**EXERCISE AIM**:
Print every line of the listing below, starting with the line that holds "newly created round." and going on through the line that holds "the aggregation-start message.", both included, and print nothing else.

**THE DATA**:
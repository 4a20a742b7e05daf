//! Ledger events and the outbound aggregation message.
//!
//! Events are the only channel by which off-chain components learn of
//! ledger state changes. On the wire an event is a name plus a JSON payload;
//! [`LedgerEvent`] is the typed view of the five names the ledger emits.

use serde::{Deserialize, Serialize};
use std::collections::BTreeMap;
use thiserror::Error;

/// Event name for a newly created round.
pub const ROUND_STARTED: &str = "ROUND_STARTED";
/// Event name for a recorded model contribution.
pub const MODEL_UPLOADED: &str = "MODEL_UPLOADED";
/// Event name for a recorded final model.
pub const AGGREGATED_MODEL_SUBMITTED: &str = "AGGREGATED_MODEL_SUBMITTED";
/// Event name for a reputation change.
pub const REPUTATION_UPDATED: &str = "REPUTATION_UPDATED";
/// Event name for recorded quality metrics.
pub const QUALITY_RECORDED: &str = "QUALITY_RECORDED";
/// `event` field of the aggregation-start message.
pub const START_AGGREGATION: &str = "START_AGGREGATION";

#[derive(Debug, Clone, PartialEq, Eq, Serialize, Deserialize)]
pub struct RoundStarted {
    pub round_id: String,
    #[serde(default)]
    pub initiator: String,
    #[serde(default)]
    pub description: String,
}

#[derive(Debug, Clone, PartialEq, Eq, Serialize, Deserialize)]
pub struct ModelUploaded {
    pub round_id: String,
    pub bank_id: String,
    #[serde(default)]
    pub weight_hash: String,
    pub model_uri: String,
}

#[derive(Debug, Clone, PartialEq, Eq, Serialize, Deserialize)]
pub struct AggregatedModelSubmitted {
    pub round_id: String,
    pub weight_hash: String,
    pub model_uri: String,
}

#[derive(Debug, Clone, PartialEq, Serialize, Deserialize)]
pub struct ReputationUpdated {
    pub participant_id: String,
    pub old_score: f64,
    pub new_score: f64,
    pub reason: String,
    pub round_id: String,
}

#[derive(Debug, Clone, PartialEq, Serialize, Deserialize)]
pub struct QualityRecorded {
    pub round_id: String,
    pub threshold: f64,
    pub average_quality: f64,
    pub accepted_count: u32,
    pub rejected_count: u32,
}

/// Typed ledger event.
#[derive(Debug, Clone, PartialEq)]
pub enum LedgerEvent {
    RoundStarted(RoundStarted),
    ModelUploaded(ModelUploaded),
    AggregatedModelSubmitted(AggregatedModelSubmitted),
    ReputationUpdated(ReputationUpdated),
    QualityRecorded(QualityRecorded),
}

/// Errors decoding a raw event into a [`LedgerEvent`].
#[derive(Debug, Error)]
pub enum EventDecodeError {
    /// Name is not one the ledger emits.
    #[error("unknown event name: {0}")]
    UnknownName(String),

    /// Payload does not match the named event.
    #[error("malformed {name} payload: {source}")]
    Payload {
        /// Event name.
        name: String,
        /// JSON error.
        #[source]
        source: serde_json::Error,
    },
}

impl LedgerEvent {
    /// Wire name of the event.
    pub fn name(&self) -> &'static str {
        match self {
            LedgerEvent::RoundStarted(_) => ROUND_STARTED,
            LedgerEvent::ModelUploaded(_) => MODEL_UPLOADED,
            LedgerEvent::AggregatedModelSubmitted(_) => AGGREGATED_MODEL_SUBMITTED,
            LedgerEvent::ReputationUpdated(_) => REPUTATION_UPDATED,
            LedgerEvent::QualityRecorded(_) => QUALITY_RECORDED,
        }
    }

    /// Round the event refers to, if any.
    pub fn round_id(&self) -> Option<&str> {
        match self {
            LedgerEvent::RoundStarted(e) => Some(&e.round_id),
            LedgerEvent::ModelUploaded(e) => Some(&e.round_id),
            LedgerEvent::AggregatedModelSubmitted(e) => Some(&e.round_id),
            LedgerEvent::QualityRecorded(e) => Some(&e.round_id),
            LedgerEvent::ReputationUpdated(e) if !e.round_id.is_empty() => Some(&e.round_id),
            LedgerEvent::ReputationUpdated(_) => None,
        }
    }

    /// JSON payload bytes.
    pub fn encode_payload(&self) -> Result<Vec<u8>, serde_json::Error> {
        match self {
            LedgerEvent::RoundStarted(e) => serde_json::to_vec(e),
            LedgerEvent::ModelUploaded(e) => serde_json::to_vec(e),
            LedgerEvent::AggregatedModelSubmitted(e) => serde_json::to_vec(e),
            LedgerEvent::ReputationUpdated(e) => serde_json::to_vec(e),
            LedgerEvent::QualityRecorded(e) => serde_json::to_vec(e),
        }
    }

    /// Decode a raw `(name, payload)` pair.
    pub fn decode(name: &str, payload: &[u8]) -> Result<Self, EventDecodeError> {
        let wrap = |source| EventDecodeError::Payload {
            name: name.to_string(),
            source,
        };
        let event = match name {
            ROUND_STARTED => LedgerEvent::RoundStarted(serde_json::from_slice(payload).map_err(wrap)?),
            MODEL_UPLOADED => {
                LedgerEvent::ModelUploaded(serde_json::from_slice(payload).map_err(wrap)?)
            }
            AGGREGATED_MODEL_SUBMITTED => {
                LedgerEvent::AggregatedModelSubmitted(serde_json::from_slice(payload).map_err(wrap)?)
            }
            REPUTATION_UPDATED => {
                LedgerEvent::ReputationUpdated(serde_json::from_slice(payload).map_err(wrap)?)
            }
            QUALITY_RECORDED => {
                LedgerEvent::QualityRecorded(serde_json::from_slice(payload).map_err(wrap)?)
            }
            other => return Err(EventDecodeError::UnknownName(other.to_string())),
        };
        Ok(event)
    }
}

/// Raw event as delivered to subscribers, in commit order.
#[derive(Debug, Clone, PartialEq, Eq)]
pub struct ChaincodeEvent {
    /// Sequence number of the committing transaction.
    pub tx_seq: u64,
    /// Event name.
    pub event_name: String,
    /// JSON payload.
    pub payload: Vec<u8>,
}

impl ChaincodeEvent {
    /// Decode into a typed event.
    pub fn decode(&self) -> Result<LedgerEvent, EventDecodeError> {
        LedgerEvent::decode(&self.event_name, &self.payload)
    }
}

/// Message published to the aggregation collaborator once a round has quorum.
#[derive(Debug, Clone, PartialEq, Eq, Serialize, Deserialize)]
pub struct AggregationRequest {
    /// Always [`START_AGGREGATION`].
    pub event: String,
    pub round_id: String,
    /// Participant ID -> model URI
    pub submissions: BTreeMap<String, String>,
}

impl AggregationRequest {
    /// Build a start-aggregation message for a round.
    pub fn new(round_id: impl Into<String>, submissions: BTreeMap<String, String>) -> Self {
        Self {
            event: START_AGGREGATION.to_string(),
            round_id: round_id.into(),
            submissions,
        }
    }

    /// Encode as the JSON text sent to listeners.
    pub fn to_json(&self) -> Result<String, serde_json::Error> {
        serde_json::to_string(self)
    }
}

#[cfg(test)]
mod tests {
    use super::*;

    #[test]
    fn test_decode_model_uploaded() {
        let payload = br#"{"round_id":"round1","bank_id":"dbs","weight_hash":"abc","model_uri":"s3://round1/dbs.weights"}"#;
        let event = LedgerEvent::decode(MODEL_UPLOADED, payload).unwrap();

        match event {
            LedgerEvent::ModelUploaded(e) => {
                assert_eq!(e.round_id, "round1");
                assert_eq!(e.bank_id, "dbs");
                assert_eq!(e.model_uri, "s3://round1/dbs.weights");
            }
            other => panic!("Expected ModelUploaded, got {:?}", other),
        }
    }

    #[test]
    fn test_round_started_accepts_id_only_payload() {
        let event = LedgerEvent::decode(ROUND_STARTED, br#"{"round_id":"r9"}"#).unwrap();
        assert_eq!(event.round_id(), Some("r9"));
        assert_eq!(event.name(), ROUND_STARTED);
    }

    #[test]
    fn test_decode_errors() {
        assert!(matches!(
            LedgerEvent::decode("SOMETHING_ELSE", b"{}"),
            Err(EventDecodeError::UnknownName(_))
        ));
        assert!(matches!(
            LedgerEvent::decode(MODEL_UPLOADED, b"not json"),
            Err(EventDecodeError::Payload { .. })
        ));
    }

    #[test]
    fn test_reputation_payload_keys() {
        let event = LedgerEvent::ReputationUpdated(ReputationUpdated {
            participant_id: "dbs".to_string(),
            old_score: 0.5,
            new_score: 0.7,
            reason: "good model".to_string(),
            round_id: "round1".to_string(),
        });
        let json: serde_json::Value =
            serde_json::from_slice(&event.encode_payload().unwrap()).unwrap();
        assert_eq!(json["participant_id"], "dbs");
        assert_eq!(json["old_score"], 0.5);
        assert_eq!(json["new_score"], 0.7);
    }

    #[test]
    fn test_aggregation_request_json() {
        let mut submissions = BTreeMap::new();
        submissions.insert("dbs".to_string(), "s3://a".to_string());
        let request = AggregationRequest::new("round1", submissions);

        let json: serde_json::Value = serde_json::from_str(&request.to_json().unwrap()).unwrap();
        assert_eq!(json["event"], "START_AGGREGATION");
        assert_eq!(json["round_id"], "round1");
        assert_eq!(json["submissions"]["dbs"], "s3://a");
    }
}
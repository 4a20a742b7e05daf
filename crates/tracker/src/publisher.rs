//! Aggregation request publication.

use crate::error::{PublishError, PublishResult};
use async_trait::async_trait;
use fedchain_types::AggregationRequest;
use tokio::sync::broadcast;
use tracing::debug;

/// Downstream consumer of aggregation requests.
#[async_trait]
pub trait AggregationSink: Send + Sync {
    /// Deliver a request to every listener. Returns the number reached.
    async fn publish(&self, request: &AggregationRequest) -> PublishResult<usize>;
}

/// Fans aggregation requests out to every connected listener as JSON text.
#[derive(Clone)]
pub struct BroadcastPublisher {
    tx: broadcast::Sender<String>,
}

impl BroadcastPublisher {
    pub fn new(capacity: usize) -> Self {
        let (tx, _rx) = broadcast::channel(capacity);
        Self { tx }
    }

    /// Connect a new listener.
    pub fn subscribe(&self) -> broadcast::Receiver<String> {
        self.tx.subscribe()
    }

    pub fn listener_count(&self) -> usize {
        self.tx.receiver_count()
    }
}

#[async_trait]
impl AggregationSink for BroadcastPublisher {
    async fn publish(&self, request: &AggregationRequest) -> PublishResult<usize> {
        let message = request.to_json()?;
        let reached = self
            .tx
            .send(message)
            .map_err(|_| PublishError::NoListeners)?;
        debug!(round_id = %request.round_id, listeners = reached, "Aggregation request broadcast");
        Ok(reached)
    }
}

**REPLY TO THE TASK**:
/// Event name for a newly created round.
pub const ROUND_STARTED: &str = "ROUND_STARTED";
/// Event name for a recorded model contribution.
pub const MODEL_UPLOADED: &str = "MODEL_UPLOADED";
/// Event name for a recorded final model.
pub const AGGREGATED_MODEL_SUBMITTED: &str = "AGGREGATED_MODEL_SUBMITTED";
/// Event name for a reputation change.
pub const REPUTATION_UPDATED: &str = "REPUTATION_UPDATED";
/// Event name for recorded quality metrics.
pub const QUALITY_RECORDED: &str = "QUALITY_RECORDED";
/// `event` field of the aggregation-start message.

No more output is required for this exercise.